Increased and targeted biodiversity survey efforts needed to close persistent knowledge gaps

PLOS

Despite the accelerating pace of biodiversity data collection, just 42% of nations have expanded their scientific understanding of bird species distributions in the last decade, according to a study by Ruth Oliver and Walter Jetz at Yale University's Center for Biodiversity and Global Change, and colleagues, publishing August 10th in the open-access journal PLOS Biology.

The researchers developed two new metrics — the Species Status Information Index (SSII) and the Species Sampling Effectiveness Index (SSEI) — to assess the geographic coverage of biodiversity data and the effectiveness of scientists' sampling efforts. They then applied these metrics to over 450 million occurrence records for over 31,000 terrestrial vertebrate species added to the Global Biodiversity Information Facility (GBIF) between 1950 and 2021. "These maps can offer guidance on where best to direct efforts of citizen scientists and government agencies to monitor biodiversity status and trends," says Jetz.

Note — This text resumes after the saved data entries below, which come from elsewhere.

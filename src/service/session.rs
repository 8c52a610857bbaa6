//! Session management and credentials.
//!
//! At most one login is in flight. While there is no session the background
//! queue is paused; the foreground queue carries the login item at its head.

use tracing::{debug, error, info, warn};
use url::Url;

use super::executor::{BodyShape, Outcome};
use super::state::ServiceState;
use super::work::{Completion, WorkItem};
use super::Inner;
use crate::domain::{NetworkError, SessionId};
use crate::port::transport::{HttpRequest, RequestBody};

impl Inner {
    /// Current session, or `None` after making sure a login is queued.
    ///
    /// Never blocks; callers retry once woken.
    pub(crate) fn session_id(&self) -> Option<SessionId> {
        let queued = {
            let mut state = self.state.lock();
            if let Some(session) = &state.session {
                return Some(session.clone());
            }
            queue_login(&mut state)
        };
        if queued {
            debug!("Requested a new session");
            self.foreground.notify_one();
        }
        None
    }

    pub(crate) fn on_session_established(&self, session: SessionId) {
        let watchers: Vec<_> = {
            let mut state = self.state.lock();
            state.session = Some(session);
            state.fetching_session = false;
            state.background.paused = false;
            state.backoff.on_success();
            state.topics.values().map(|topic| topic.waker()).collect()
        };
        info!(watchers = watchers.len(), "Session established");

        self.background.notify_one();
        for watcher in watchers {
            watcher.notify_one();
        }
    }

    /// Drop `expired` if it is still current and queue a fresh login.
    pub(crate) fn on_session_expired(&self, expired: &SessionId) {
        let queued = {
            let mut state = self.state.lock();
            if state.session.as_ref() == Some(expired) {
                state.session = None;
                state.background.paused = true;
                info!("Session expired");
            }
            state.session.is_none() && queue_login(&mut state)
        };
        if queued {
            self.foreground.notify_one();
        }
    }

    /// The login failed for a reason other than the network; try again
    /// once backoff allows.
    fn on_login_failed(&self) {
        {
            let mut state = self.state.lock();
            state.fetching_session = false;
            state.backoff.on_failure();
        }
        let _ = self.session_id();
    }

    pub(crate) fn set_credentials(&self, username: &str, password: &str, remember: bool) {
        {
            let mut state = self.state.lock();
            state.credentials.username = Some(username.to_string());
            state.credentials.password = Some(password.to_string());
        }
        if remember {
            self.credential_store.store_username(username);
            self.credential_store.store_password(password);
        }
        info!(remember, "Credentials updated");
        self.foreground.notify_one();
    }

    /// Forget the password everywhere; the username is kept.
    pub(crate) fn invalidate_credentials(&self) {
        self.state.lock().credentials.password = None;
        self.credential_store.remove_password();
        warn!("Credentials invalidated");
    }

    pub(crate) fn username(&self) -> String {
        let username = self.state.lock().credentials.username.clone();
        username
            .or_else(|| self.credential_store.load_username())
            .unwrap_or_default()
    }

    /// Stored password wins over the in-memory one.
    fn password(&self) -> Option<String> {
        let password = self.state.lock().credentials.password.clone();
        self.credential_store.load_password().or(password)
    }

    fn login_credentials(&self) -> Option<(String, String)> {
        let username = self.username();
        if username.is_empty() {
            return None;
        }
        Some((username, self.password()?))
    }

    /// `<base>/session<id>/<path>`.
    pub(crate) fn session_url(&self, session: &SessionId, path: &str) -> Result<Url, url::ParseError> {
        let base = format!(
            "{}/session{}/",
            self.base_url.as_str().trim_end_matches('/'),
            session.as_str()
        );
        Url::parse(&base)?.join(path)
    }

    fn login_url(&self) -> Result<Url, url::ParseError> {
        Url::parse(&format!(
            "{}/login",
            self.base_url.as_str().trim_end_matches('/')
        ))
    }

    pub(crate) async fn login(&self) -> Completion {
        let Some((username, password)) = self.login_credentials() else {
            warn!("No credentials to log in with");
            self.record_failure();
            return Completion::Retry;
        };

        let url = match self.login_url() {
            Ok(url) => url,
            Err(err) => return self.unroutable(&err),
        };
        let form = vec![
            ("AuthUserName".to_string(), username),
            ("AuthPassword".to_string(), password),
            ("version".to_string(), self.config.portal.version.clone()),
        ];

        debug!("Logging in");
        let outcome = self
            .execute(HttpRequest::post(url, RequestBody::Form(form)), BodyShape::Records)
            .await;

        match outcome {
            Outcome::Data(records) => {
                let session = records
                    .first()
                    .and_then(|record| record.get("sessionId"))
                    .and_then(serde_json::Value::as_str)
                    .map(SessionId::new);
                match session {
                    Some(session) => {
                        self.on_session_established(session);
                        Completion::Complete
                    }
                    None => {
                        error!("Login response carried no session id");
                        self.on_network_error(NetworkError::ServerError);
                        Completion::Retry
                    }
                }
            }
            Outcome::SessionExpired {
                authentication_failed: true,
            } => {
                self.invalidate_credentials();
                self.on_login_failed();
                Completion::Complete
            }
            Outcome::SessionExpired { .. } => {
                warn!("Login refused by the server");
                self.record_failure();
                Completion::Retry
            }
            Outcome::DataError(err) => {
                warn!(code = err.code(), "Login failed");
                self.on_login_failed();
                Completion::Complete
            }
            Outcome::Network(err) => {
                self.on_network_error(err);
                Completion::Retry
            }
            Outcome::Timeout => {
                self.on_network_error(NetworkError::Unavailable);
                Completion::Retry
            }
        }
    }

    /// A URL could not be built; count it against backoff and try later.
    pub(crate) fn unroutable(&self, err: &url::ParseError) -> Completion {
        warn!(error = %err, "Failed to build request URL");
        self.record_failure();
        Completion::Retry
    }
}

/// Queue a login at the very front unless one is pending.
fn queue_login(state: &mut ServiceState) -> bool {
    if state.fetching_session || !state.running {
        return false;
    }
    state.fetching_session = true;
    state.background.paused = true;
    state.foreground.items.push_front(WorkItem::Login);
    true
}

The authors found that the rapid growth in the number of records over the past 20 years has not led to matching increases in data coverage for all species and geographic regions. For example, although birds have consistently had the highest number of new records, their global coverage (SSII) only exceeded those of other taxa in the 1980s, while sampling effectiveness (SSEI) has rapidly declined since the early 2000s. Regions with the most complete biodiversity records include the United States, Europe, South Africa, and Australia. However, the SSII in some of these regions has stagnated in the last decades, while data coverage has grown in Asia, South America, and Northern Africa.

The study is the first global assessment of trends in biodiversity data coverage and sampling effectiveness for terrestrial vertebrates and presents a framework for assessing where additional sampling is most critical. Although citizen science initiatives have played an invaluable role in increasing survey effort in recent decades, the authors say that citizens' efforts could be better targeted to address taxonomic and geographic knowledge gaps. "It's amazing how much we still don't know about the biodiversity around us," Oliver notes.